**TASK TO CARRY OUT:**
Once you reach the line containing "impl Default for TransportStats" in the data below, restate each line word for word up to and including the one containing "loss_percent: if total".

**EXTRACTED ENTRIES:**
□ □ □ □ □ □ □
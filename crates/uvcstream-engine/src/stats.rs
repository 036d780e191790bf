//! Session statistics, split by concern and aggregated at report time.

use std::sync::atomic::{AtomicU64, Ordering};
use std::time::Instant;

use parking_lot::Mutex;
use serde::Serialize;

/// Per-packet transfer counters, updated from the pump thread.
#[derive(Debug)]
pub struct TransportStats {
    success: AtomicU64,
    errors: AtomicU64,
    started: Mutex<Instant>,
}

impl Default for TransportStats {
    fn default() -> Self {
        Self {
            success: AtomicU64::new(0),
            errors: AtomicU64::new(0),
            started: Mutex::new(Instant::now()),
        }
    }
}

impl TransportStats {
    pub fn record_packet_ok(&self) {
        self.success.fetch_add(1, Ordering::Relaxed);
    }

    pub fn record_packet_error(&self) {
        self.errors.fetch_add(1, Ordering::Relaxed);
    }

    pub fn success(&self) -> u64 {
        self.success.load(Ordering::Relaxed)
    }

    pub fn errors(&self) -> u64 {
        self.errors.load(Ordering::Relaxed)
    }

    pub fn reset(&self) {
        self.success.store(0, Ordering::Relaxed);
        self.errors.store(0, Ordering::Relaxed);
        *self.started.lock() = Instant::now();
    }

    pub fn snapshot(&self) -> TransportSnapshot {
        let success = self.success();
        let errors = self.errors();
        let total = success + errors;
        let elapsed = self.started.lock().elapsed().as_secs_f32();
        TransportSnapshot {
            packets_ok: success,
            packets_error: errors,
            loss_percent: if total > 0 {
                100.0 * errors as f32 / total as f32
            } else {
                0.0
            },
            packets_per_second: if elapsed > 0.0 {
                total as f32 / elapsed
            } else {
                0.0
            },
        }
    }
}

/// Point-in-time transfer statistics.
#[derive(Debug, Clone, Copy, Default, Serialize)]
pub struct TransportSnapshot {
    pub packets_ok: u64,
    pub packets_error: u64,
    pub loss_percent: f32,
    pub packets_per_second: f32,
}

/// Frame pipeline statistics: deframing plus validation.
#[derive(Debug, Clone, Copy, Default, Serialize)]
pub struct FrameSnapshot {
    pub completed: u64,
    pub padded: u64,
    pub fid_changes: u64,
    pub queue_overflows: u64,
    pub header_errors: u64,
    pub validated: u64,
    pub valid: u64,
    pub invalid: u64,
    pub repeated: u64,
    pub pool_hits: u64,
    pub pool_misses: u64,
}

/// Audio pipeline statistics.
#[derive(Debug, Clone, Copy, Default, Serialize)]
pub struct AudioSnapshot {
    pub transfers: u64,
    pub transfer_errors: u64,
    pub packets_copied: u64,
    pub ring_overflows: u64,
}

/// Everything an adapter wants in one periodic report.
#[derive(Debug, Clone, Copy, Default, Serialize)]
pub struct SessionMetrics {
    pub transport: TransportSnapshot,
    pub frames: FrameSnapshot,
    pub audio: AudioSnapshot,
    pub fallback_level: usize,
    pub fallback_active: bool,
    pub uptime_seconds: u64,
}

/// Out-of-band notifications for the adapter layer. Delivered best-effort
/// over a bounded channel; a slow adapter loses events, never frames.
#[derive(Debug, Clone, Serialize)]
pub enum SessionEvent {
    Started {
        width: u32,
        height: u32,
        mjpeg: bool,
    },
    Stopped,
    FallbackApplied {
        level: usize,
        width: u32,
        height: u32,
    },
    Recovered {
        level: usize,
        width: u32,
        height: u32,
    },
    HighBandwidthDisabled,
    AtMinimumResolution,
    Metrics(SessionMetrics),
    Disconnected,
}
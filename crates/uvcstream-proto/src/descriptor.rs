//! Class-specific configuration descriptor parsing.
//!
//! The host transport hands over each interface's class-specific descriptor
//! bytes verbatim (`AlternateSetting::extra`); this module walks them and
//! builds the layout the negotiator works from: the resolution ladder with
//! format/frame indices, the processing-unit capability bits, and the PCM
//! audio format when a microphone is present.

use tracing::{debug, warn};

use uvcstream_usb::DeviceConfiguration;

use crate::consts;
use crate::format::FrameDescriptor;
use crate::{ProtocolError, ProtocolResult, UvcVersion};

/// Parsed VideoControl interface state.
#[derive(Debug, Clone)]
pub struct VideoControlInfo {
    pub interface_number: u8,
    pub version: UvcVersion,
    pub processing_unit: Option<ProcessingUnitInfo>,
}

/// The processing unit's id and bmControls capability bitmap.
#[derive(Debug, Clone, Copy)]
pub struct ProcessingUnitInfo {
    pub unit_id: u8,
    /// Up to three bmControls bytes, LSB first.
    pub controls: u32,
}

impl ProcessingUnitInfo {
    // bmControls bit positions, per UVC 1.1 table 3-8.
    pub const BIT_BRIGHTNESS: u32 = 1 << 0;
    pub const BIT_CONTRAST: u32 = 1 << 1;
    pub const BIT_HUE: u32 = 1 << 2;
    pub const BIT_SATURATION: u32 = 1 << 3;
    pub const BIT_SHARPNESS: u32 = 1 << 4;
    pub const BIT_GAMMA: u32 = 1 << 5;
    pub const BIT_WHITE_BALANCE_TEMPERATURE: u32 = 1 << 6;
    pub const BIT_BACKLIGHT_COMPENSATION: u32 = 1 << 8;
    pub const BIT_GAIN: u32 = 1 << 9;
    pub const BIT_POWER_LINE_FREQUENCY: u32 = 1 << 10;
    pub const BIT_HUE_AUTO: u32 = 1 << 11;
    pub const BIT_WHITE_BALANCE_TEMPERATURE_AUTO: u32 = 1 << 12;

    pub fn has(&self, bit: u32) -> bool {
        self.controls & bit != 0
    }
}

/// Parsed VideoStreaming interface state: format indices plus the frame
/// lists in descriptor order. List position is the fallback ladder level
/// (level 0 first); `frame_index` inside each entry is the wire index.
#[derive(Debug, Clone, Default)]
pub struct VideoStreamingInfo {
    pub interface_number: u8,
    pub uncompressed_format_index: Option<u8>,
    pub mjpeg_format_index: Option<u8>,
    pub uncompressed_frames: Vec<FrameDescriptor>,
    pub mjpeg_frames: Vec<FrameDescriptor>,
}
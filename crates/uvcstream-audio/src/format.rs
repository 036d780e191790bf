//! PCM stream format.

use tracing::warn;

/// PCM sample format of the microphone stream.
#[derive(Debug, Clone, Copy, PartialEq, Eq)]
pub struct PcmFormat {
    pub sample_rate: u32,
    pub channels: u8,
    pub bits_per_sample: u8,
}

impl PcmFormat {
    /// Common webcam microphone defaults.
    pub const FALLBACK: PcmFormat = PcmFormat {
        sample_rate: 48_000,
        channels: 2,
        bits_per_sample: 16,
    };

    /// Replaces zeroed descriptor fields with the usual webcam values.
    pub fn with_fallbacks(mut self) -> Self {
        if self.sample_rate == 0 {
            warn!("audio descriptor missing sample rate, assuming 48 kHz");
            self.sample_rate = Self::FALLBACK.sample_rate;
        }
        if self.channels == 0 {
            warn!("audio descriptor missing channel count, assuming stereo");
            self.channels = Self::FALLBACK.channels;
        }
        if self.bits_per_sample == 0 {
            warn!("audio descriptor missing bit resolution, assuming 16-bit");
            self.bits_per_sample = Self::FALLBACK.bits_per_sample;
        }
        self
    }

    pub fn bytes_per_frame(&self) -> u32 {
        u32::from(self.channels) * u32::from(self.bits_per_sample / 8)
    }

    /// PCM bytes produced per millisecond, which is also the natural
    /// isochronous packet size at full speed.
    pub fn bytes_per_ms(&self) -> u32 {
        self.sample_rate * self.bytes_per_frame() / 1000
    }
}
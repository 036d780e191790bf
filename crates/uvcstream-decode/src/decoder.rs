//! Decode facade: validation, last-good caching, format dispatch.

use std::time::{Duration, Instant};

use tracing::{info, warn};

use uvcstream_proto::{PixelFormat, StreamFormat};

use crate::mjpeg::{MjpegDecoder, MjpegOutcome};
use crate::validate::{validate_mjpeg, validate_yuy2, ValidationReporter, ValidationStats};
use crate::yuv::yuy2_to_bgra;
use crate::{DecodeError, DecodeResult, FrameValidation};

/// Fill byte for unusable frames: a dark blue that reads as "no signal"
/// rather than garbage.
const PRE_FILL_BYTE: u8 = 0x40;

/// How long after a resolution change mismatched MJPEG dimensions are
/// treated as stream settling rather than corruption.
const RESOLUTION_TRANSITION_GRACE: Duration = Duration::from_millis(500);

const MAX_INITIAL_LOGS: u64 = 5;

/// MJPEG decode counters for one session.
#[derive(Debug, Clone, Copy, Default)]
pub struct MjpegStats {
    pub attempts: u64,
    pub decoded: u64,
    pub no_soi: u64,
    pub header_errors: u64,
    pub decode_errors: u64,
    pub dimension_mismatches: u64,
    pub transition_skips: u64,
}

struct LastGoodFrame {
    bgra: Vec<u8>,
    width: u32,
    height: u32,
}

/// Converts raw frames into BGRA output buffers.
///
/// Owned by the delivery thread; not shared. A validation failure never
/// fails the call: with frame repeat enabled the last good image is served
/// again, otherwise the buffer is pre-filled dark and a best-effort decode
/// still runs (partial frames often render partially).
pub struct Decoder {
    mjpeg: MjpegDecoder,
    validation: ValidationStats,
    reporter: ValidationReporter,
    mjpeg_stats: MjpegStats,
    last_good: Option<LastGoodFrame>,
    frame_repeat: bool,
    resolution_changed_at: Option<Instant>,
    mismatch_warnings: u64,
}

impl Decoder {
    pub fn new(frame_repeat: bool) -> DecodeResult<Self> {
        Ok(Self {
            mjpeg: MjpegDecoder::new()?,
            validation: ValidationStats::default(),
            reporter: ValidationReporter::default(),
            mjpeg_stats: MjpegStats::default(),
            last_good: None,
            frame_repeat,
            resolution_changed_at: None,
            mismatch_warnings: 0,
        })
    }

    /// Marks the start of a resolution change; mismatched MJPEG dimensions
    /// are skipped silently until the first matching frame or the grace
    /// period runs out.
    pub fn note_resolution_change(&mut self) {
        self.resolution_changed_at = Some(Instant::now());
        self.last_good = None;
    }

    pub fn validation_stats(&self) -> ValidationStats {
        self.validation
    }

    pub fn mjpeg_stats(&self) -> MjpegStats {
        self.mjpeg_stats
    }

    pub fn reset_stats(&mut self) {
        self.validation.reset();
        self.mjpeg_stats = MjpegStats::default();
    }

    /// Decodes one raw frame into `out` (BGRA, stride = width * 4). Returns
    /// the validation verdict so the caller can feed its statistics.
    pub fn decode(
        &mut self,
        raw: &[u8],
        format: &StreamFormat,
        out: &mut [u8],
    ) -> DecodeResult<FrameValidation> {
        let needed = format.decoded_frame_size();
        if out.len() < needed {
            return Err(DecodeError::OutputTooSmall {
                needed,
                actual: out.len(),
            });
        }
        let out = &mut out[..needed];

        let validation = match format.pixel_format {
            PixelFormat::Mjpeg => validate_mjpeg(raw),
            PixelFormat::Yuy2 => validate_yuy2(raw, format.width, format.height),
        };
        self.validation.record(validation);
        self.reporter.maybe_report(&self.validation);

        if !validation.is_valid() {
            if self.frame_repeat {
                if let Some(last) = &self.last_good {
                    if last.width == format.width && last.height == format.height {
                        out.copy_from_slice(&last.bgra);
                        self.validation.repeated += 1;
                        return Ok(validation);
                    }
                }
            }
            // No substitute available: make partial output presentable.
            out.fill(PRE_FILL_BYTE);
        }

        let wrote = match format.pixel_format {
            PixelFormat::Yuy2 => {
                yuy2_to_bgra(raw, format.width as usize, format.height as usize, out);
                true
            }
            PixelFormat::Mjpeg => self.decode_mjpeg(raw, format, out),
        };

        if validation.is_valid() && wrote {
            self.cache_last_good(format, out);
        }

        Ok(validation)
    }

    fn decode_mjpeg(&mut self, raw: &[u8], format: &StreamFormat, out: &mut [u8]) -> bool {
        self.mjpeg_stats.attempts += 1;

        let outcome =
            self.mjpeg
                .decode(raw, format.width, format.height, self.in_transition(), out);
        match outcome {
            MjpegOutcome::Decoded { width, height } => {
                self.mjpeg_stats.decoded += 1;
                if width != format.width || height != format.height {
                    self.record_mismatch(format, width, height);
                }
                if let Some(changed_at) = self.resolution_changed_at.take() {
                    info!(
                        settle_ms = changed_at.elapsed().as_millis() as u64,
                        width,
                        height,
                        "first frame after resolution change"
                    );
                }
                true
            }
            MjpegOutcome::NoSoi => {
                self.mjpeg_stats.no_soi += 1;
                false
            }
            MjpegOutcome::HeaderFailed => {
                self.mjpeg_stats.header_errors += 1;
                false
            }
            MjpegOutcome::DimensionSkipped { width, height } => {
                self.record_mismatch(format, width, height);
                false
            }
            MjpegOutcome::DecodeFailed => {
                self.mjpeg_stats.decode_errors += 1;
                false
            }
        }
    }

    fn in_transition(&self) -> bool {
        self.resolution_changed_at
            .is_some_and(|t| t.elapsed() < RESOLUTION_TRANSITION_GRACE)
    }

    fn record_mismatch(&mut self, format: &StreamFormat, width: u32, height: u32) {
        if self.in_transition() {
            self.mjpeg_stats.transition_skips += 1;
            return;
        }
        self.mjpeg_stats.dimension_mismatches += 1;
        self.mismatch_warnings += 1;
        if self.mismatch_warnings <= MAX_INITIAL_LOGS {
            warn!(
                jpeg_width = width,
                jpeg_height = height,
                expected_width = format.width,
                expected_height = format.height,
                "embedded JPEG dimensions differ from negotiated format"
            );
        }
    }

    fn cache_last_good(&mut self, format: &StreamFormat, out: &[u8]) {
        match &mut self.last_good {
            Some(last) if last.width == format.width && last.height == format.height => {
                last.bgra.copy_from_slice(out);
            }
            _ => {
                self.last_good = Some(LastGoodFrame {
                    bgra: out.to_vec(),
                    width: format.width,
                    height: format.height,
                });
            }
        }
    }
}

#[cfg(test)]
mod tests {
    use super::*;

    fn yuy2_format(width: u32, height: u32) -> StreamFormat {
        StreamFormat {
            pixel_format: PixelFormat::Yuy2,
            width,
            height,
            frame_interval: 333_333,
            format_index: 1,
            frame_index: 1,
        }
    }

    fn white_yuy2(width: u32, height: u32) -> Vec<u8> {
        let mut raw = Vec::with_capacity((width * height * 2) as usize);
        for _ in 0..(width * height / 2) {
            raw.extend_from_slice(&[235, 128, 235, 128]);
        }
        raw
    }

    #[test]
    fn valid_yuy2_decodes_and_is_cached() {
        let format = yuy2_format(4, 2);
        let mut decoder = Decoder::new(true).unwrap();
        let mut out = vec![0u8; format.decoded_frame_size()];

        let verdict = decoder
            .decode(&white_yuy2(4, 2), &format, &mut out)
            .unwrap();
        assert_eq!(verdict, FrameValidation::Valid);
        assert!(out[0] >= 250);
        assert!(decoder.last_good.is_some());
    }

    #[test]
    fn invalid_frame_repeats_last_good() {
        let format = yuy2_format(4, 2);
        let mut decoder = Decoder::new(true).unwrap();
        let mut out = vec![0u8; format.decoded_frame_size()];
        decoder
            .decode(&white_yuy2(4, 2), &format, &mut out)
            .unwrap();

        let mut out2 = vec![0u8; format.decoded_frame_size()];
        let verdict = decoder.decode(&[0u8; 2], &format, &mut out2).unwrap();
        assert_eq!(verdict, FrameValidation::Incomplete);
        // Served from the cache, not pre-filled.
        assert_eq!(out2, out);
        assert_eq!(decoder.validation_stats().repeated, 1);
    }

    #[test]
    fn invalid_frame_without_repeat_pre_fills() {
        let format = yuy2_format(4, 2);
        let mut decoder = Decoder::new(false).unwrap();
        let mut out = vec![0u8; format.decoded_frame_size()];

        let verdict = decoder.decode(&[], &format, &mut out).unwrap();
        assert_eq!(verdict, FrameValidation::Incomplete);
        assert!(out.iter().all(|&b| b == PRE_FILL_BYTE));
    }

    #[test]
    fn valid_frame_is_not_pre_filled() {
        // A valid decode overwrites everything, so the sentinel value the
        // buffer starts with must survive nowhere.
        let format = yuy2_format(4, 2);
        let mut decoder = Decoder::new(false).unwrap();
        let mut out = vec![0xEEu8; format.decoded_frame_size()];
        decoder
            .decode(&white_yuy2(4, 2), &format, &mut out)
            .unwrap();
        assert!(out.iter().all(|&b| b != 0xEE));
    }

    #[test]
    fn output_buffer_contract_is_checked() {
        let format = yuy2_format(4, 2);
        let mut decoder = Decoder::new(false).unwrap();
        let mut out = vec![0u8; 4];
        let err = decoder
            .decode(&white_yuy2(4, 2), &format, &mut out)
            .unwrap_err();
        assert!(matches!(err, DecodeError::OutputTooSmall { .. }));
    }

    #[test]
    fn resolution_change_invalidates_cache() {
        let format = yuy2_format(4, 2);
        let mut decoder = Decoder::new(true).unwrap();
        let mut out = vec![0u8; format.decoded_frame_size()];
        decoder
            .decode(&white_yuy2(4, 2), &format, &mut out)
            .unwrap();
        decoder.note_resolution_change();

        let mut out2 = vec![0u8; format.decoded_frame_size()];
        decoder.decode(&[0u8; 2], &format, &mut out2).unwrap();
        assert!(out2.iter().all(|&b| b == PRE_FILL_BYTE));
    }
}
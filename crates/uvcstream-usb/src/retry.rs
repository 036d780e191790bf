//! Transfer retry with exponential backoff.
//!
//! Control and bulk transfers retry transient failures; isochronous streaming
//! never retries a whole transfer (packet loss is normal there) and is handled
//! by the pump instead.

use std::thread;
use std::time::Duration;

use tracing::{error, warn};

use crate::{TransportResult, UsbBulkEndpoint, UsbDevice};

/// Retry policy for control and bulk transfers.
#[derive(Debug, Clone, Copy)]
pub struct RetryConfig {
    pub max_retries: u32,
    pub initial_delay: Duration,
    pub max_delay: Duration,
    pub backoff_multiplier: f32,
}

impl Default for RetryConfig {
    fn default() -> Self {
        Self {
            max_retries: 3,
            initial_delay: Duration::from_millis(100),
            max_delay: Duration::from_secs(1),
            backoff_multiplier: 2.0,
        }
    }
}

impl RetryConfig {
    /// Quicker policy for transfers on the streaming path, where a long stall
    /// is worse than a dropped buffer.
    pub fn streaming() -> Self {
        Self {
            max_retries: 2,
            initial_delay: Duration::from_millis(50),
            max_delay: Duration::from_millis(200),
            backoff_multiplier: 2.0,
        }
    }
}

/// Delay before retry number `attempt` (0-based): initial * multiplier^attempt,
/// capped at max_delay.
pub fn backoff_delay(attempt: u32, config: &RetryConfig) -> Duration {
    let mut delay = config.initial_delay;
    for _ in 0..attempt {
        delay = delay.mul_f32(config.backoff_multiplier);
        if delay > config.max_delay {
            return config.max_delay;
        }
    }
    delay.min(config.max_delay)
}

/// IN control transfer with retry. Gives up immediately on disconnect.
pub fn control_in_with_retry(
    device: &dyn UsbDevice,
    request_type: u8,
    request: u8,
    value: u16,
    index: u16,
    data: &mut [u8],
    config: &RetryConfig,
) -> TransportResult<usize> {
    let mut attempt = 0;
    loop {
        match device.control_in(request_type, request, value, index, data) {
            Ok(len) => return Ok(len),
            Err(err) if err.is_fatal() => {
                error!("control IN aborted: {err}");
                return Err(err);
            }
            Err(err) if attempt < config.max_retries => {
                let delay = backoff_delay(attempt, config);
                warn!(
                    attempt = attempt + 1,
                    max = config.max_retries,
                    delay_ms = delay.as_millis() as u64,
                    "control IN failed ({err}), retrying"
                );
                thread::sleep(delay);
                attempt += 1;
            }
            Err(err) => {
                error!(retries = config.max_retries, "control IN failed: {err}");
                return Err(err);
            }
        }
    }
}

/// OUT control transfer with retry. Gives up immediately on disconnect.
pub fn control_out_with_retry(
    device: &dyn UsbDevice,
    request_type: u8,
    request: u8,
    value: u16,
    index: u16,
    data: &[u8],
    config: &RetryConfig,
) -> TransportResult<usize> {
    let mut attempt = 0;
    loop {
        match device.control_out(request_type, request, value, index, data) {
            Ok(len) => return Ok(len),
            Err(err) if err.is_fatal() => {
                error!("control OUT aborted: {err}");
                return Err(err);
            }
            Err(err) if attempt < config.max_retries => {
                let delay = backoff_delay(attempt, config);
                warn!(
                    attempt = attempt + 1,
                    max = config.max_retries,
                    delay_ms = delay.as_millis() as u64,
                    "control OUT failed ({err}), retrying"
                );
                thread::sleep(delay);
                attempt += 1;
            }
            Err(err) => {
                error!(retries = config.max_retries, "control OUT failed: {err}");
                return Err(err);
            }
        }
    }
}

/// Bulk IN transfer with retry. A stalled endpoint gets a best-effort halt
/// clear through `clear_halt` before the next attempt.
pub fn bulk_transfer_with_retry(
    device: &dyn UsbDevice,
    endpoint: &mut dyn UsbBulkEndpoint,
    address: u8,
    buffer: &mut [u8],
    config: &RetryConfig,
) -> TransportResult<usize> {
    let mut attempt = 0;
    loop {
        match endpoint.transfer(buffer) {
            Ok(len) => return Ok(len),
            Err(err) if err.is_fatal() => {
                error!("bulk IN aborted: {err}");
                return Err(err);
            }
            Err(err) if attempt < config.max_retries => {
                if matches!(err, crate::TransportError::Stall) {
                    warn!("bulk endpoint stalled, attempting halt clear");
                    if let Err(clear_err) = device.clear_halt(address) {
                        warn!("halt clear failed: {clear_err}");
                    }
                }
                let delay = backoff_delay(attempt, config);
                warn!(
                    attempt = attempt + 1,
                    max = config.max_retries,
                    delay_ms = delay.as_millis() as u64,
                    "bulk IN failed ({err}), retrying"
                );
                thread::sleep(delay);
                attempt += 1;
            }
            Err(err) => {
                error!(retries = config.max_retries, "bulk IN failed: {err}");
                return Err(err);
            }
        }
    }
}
□ □ □ □ □ □ □
**YOUR RESPONSE:**
impl Default for TransportStats {
    fn default() -> Self {
        Self {
            success: AtomicU64::new(0),
            errors: AtomicU64::new(0),
            started: Mutex::new(Instant::now()),
        }
    }
}

impl TransportStats {
    pub fn record_packet_ok(&self) {
        self.success.fetch_add(1, Ordering::Relaxed);
    }

    pub fn record_packet_error(&self) {
        self.errors.fetch_add(1, Ordering::Relaxed);
    }

    pub fn success(&self) -> u64 {
        self.success.load(Ordering::Relaxed)
    }

    pub fn errors(&self) -> u64 {
        self.errors.load(Ordering::Relaxed)
    }

    pub fn reset(&self) {
        self.success.store(0, Ordering::Relaxed);
        self.errors.store(0, Ordering::Relaxed);
        *self.started.lock() = Instant::now();
    }

    pub fn snapshot(&self) -> TransportSnapshot {
        let success = self.success();
        let errors = self.errors();
        let total = success + errors;
        let elapsed = self.started.lock().elapsed().as_secs_f32();
        TransportSnapshot {
            packets_ok: success,
            packets_error: errors,
            loss_percent: if total > 0 {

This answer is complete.